Sur le plan économique, les coûts additionnels engendrés par l’application de l’IED seront colossaux pour des petites structures telles que la majorité des fermes wallonnes, qui risquent de tomber sous le joug de cette nouvelle proposition. La mise en œuvre de cette directive pour les élevages déjà concernés coûte des milliers d’euros par an en dossier de demande de permis et frais de rapportage et d’enregistrement des émissions.

Enfin, à un moment où le renforcement de la complémentarité entre agriculture et élevage est mis en avant comme promotion de l’économie circulaire et comme source de fixation de carbone dans les sols, cette proposition soulève des questions sur la cohérence globale de l'approche de la Commission européenne en ce qui concerne le bétail de l'UE. Il y a quelques semaines à peine, cette même Commission affirmait dans son plan d’action REPower EU que l'élevage a un rôle crucial à jouer dans le développement d'un secteur énergétique européen résilient et indépendant. Et maintenant, elle vient avec une proposition qui risque de mettre à mal à la fois les exploitations d'élevage existantes, en particulier les exploitations à taille humaine et familiale et d’hypothéquer sérieusement les projets à venir. Cherchez la cohérence! Le futur de notre agriculture ne peut en aucun cas s’envisager dans cette espèce de jeu des 7 erreurs.
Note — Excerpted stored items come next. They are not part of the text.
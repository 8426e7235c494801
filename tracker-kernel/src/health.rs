use crate::aggregator::{SharedAggregator, StatusAggregator};
use parking_lot::Mutex;
use serde::{Deserialize, Serialize};
use std::sync::atomic::{AtomicU64, Ordering};
use std::sync::Arc;
use std::time::{Duration, Instant};
use tokio::task::JoinHandle;
use tokio_util::sync::CancellationToken;
use tracing::info;

#[derive(Debug, Clone, Copy, PartialEq, Eq, Serialize, Deserialize)]
#[serde(rename_all = "lowercase")]
pub enum StreamStatus {
    Open,
    /// Last poll hit a read error; the loop keeps trying.
    Degraded,
    Closed,
}

#[derive(Debug, Serialize, Deserialize)]
pub struct IngestHealth {
    pub uptime_seconds: u64,
    pub stream_status: StreamStatus,
    pub polls: u64,
    pub frames_read: u64,
    pub batches_accepted: u64,
    pub frames_ignored: u64,
    pub malformed_frames: u64,
    pub read_failures: u64,
    pub last_error: Option<String>,
    pub snapshot_sequence: u64,
    pub rows_tracked: usize,
}

#[derive(Debug, Default)]
struct Counters {
    polls: AtomicU64,
    frames_read: AtomicU64,
    batches_accepted: AtomicU64,
    frames_ignored: AtomicU64,
    malformed_frames: AtomicU64,
    read_failures: AtomicU64,
}

#[derive(Clone)]
pub struct HealthTracker {
    start_time: Instant,
    counters: Arc<Counters>,
    stream_status: Arc<Mutex<StreamStatus>>,
    last_error: Arc<Mutex<Option<String>>>,
}

impl Default for HealthTracker {
    fn default() -> Self {
        Self::new()
    }
}

impl HealthTracker {
    pub fn new() -> Self {
        Self {
            start_time: Instant::now(),
            counters: Arc::new(Counters::default()),
            stream_status: Arc::new(Mutex::new(StreamStatus::Closed)),
            last_error: Arc::new(Mutex::new(None)),
        }
    }

    pub fn mark_stream_open(&self) {
        *self.stream_status.lock() = StreamStatus::Open;
    }

    pub fn mark_stream_closed(&self) {
        *self.stream_status.lock() = StreamStatus::Closed;
    }

    pub fn record_poll(&self) {
        self.counters.polls.fetch_add(1, Ordering::Relaxed);
    }

    /// A line came off the wire, so the stream is healthy again.
    pub fn record_frame(&self) {
        self.counters.frames_read.fetch_add(1, Ordering::Relaxed);
        let mut status = self.stream_status.lock();
        if *status == StreamStatus::Degraded {
            *status = StreamStatus::Open;
        }
    }

    pub fn record_accepted(&self) {
        self.counters.batches_accepted.fetch_add(1, Ordering::Relaxed);
    }

    pub fn record_ignored(&self) {
        self.counters.frames_ignored.fetch_add(1, Ordering::Relaxed);
    }

    pub fn record_malformed(&self, reason: impl ToString) {
        self.counters.malformed_frames.fetch_add(1, Ordering::Relaxed);
        *self.last_error.lock() = Some(reason.to_string());
    }

    pub fn record_read_failure(&self, reason: impl ToString) {
        self.counters.read_failures.fetch_add(1, Ordering::Relaxed);
        *self.last_error.lock() = Some(reason.to_string());
        *self.stream_status.lock() = StreamStatus::Degraded;
    }

    pub fn get_health(&self, aggregator: &StatusAggregator) -> IngestHealth {
        let snapshot = aggregator.current();
        let c = &self.counters;

        IngestHealth {
            uptime_seconds: self.start_time.elapsed().as_secs(),
            stream_status: *self.stream_status.lock(),
            polls: c.polls.load(Ordering::Relaxed),
            frames_read: c.frames_read.load(Ordering::Relaxed),
            batches_accepted: c.batches_accepted.load(Ordering::Relaxed),
            frames_ignored: c.frames_ignored.load(Ordering::Relaxed),
            malformed_frames: c.malformed_frames.load(Ordering::Relaxed),
            read_failures: c.read_failures.load(Ordering::Relaxed),
            last_error: self.last_error.lock().clone(),
            snapshot_sequence: snapshot.sequence,
            rows_tracked: snapshot.batch.len(),
        }
    }

    /// Logs an ingest summary every `every` until `shutdown` fires.
    pub fn spawn_health_reporter(
        &self,
        aggregator: SharedAggregator,
        every: Duration,
        shutdown: CancellationToken,
    ) -> JoinHandle<()> {
        let tracker = self.clone();

        tokio::spawn(async move {
            let mut interval = tokio::time::interval(every);
            // First tick fires immediately; skip it, nothing to report yet.
            interval.tick().await;

            loop {
                tokio::select! {
                    _ = shutdown.cancelled() => break,
                    _ = interval.tick() => {
                        let h = tracker.get_health(&aggregator);
                        info!(
                            stream = ?h.stream_status,
                            frames = h.frames_read,
                            accepted = h.batches_accepted,
                            ignored = h.frames_ignored,
                            malformed = h.malformed_frames,
                            read_failures = h.read_failures,
                            rows = h.rows_tracked,
                            "ingest health (uptime: {}s)", h.uptime_seconds
                        );
                    }
                }
            }
        })
    }
}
Avec ses collègues européens, la Fédération Wallonne de l’Agriculture attend des co-législateurs, membres du Parlement européen et du Conseil de l’Union européenne qu’ils révisent en profondeur cette proposition de directive aux effets si néfastes et qu’ils y remettent un minimum de bon sens. Nous appelons la Commission européenne à la raison, à revenir les pieds sur terre et à se reconnecter aux réalités du monde agricole. Il en est plus que temps.